There are similar considerations to exercising in a park, like bugs, pests, sunscreen, and water availability. Temperature and weather conditions might also affect workout plans.
#2 – Schools
Elementary or high schools might be a good option if you have clients that are faculty, staff, or other employees in the school. You may have to work around the sports teams if using a gym or weight equipment.
Many schools also have a track, which would be great for some outdoor cardiovascular fitness. Parking and safety should not be issues in most schools. Watch the video below for a track and field-inspired workout that would be beneficial for runners.
#1 – Online clients
Personal training with virtual clients provides a number of benefits. It gives you an enormous amount of flexibility, little to no travel time or costs, and you can determine the personal training fees.
It would be helpful to have fitness software if you are planning to do personal training with virtual clients. You can develop and deliver workouts, videos, and provide an exercise library for your clients. The client’s training program can easily be shared through a mobile app or dashboard instead of email or printing documents.
The great thing about using fitness software is that you can create and develop the training plans anytime and if the software allows, set up automatic delivery of those workout routines on a schedule. If your client wants a Tuesday and Thursday workout routine, you can set the software up to automatically deliver those every Tuesday and Thursday, no matter when you created them.
Exercise enthusiasts are becoming more comfortable with streaming fitness services and online personal training. Some exercisers are more comfortable and prefer the flexibility of working out at home, instead of the gym. You could train clients anywhere in the world on your schedule to help them meet their fitness goals in a location where they feel comfortable.
Training Location FAQs
How do I become a personal trainer?
You can become a personal trainer by obtaining a personal training certification from a certifying agency.
Can I become a personal trainer without being certified?
Technically, yes, but you will likely not be able to charge clients the same amount that a certified trainer would, may have trouble finding a job, and may have trouble securing clients if you are unable to prove that you are certified.
Is personal training a stable career option?
Yes, personal training can be a stable career option if you put in the work and take the steps to grow your knowledge through pursuing various certifications and educational opportunities.
Can I train at multiple locations?
Yes, you can train at multiple locations as long as you did not sign a non-compete with a specific business.
Do I need a permit to train clients at a public park?
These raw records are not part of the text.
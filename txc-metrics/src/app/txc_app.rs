use super::TxcOperation;
use clap::Parser;

/// command line tool for deriving route metrics from TransXChange schedule archives
#[derive(Parser)]
#[command(author, version, about, long_about = None)]
#[command(propagate_version = true)]
pub struct TxcApp {
    #[command(subcommand)]
    pub op: TxcOperation,
}
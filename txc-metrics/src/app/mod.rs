mod inspect_ops;
mod operation;
mod txc_app;

pub use inspect_ops::{inspect_source, DocumentInspection};
pub use operation::TxcOperation;
pub use txc_app::TxcApp;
Every city has different rules and regulations regarding hosting fitness classes at a public park. Contact your local Parks and Recreation department for more information on acquiring permits and the legalities surrounding training in a public park.
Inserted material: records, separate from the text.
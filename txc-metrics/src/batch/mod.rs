//! runs the route metrics extraction over a collection of schedule inputs,
//! isolating failures per input and per document, and writes the results.
mod archive_outcome;
mod area_summary;
mod batch_ops;
mod batch_summary;
mod document_outcome;
mod failure_row;
mod writer_ops;

pub use archive_outcome::ArchiveOutcome;
pub use area_summary::{AreaSummary, AreaType};
pub use batch_ops::{process_archive, process_archives, process_document, BatchResult};
pub use batch_summary::BatchSummary;
pub use document_outcome::DocumentOutcome;
pub use failure_row::FailureRow;
pub use writer_ops::{
    check_overwrite, create_dirs, write_area_summaries, write_failures, write_records,
    write_summary_json,
};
Where should I train my clients?
As seen above, the location where you train clients depends on many factors like liability insurance, safety, equipment availability, flexibility, and access to fitness business software.
It’s also important to understand your career goals as a personal trainer before you decide where to train your clients. Are you looking to become financially independent? Are you looking to grow your clientele? Are you looking to just train one or two clients for extra revenue? By taking the time to answer these questions, you will have a better idea of which location will be best for you to train your clients.